» Excerpts from a dataset
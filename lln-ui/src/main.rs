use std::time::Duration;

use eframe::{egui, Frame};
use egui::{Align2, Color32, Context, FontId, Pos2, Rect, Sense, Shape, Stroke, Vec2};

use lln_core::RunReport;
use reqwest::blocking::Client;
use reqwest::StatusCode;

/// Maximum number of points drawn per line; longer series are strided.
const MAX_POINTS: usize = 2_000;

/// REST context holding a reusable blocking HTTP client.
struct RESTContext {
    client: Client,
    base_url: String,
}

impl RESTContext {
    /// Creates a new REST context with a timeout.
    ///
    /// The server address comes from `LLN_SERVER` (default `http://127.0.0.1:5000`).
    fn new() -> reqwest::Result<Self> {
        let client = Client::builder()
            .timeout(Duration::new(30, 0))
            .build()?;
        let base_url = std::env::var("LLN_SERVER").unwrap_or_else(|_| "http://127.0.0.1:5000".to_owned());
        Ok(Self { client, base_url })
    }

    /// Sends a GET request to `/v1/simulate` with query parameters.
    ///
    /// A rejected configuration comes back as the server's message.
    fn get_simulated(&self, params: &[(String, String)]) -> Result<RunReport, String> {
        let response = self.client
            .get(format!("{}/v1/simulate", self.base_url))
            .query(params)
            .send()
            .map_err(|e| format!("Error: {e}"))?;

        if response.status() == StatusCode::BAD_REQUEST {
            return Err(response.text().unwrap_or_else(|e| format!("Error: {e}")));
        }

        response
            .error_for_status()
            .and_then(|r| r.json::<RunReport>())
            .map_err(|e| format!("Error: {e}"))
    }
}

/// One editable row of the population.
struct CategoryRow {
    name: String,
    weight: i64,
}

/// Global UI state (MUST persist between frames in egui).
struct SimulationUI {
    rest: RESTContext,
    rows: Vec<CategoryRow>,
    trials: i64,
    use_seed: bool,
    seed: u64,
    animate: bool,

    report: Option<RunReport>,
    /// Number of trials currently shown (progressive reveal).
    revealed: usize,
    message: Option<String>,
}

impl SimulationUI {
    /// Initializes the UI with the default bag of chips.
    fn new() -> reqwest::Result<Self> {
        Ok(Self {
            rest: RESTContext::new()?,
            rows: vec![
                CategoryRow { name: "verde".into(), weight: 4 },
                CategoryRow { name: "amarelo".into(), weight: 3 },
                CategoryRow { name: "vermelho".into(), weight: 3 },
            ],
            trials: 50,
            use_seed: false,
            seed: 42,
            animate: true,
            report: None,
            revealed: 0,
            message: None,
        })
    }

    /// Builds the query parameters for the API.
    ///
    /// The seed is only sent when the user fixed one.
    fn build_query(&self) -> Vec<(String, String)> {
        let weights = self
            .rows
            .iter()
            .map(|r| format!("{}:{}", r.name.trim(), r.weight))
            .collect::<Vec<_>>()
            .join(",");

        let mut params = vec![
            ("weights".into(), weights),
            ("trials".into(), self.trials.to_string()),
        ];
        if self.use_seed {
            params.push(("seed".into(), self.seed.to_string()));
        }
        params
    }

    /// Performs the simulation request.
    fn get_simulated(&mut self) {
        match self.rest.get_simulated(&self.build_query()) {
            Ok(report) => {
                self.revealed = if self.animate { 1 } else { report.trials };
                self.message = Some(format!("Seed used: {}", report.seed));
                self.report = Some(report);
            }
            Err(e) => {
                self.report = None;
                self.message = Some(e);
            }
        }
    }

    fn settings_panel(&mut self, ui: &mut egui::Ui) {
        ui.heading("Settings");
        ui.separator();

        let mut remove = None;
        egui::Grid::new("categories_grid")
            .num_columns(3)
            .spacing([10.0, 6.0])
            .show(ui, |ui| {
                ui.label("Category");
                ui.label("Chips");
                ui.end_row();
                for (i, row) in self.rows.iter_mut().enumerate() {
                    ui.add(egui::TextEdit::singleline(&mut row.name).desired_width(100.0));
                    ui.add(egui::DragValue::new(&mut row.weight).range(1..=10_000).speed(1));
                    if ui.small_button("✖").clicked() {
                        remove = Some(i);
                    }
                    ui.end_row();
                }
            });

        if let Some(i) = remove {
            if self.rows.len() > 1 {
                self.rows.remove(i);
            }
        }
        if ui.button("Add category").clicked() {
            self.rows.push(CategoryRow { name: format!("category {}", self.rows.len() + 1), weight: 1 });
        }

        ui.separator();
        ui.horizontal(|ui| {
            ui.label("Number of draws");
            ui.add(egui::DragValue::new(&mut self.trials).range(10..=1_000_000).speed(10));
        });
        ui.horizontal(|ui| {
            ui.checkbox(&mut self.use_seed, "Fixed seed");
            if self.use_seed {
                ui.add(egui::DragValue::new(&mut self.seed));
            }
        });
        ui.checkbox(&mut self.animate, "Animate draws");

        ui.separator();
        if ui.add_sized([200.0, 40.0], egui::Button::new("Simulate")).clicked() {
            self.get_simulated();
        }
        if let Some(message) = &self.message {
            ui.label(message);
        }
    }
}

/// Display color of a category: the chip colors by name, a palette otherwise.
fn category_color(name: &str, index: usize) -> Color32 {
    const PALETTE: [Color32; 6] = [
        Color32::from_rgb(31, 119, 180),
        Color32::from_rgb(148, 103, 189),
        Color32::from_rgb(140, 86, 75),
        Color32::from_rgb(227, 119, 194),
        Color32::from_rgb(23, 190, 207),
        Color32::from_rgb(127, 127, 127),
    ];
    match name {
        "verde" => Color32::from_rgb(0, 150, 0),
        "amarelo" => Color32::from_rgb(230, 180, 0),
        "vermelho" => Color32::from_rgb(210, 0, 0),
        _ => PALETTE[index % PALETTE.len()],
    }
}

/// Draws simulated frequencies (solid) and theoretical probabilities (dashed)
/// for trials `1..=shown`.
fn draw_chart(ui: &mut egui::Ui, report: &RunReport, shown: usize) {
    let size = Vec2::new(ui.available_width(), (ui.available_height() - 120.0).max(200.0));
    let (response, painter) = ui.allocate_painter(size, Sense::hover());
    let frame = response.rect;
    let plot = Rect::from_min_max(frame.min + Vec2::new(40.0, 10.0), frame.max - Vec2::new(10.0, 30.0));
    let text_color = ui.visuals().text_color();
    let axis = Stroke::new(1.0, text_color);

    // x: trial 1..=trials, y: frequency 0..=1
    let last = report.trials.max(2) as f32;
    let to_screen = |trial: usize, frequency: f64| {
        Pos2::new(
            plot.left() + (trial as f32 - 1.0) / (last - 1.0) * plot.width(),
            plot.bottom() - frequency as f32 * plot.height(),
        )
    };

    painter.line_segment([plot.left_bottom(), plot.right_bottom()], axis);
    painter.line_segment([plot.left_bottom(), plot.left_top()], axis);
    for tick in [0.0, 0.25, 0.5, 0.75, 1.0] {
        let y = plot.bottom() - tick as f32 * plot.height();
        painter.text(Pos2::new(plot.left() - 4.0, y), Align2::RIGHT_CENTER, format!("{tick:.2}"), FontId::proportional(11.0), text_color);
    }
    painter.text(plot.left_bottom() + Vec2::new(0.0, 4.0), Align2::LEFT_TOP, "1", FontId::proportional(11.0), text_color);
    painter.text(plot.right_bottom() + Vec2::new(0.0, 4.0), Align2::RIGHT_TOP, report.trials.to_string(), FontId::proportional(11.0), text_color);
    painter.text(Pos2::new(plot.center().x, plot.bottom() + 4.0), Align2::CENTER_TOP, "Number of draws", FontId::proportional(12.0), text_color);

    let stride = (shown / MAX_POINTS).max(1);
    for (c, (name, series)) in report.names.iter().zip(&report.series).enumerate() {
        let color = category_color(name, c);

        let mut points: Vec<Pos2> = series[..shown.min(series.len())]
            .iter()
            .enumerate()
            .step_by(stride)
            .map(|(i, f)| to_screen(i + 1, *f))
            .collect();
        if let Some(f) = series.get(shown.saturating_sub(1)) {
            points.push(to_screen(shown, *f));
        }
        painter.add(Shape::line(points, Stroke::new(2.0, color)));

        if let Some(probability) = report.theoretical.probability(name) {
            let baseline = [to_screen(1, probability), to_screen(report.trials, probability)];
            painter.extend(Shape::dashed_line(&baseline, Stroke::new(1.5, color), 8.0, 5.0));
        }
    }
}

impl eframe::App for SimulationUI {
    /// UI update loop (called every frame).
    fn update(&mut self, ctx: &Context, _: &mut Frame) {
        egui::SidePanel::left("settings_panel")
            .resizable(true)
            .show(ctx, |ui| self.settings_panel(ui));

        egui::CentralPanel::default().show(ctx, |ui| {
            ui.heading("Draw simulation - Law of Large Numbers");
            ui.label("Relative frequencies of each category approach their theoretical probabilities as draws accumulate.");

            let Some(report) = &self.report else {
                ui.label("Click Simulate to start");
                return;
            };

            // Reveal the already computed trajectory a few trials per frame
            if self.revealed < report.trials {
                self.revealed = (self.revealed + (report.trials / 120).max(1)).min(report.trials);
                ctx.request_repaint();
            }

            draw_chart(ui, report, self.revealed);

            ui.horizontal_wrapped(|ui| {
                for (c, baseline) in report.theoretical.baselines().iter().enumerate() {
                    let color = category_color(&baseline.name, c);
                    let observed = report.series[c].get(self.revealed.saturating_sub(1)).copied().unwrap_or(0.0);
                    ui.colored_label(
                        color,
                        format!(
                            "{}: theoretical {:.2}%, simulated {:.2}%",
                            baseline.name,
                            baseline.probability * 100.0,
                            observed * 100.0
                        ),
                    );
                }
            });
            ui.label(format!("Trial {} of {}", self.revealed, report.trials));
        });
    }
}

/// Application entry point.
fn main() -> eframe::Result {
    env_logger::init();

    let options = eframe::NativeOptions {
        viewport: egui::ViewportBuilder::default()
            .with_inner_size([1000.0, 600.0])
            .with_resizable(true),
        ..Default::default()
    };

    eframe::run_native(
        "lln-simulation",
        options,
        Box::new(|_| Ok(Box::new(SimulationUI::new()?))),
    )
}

» Problem statement
If a line in the entries above has the word "FontId", copy it.

» Problem solution
use egui::{Align2, Color32, Context, FontId, Pos2, Rect, Sense, Shape, Stroke, Vec2};
        painter.text(Pos2::new(plot.left() - 4.0, y), Align2::RIGHT_CENTER, format!("{tick:.2}"), FontId::proportional(11.0), text_color);
    painter.text(plot.left_bottom() + Vec2::new(0.0, 4.0), Align2::LEFT_TOP, "1", FontId::proportional(11.0), text_color);
    painter.text(plot.right_bottom() + Vec2::new(0.0, 4.0), Align2::RIGHT_TOP, report.trials.to_string(), FontId::proportional(11.0), text_color);
    painter.text(Pos2::new(plot.center().x, plot.bottom() + 4.0), Align2::CENTER_TOP, "Number of draws", FontId::proportional(12.0), text_color);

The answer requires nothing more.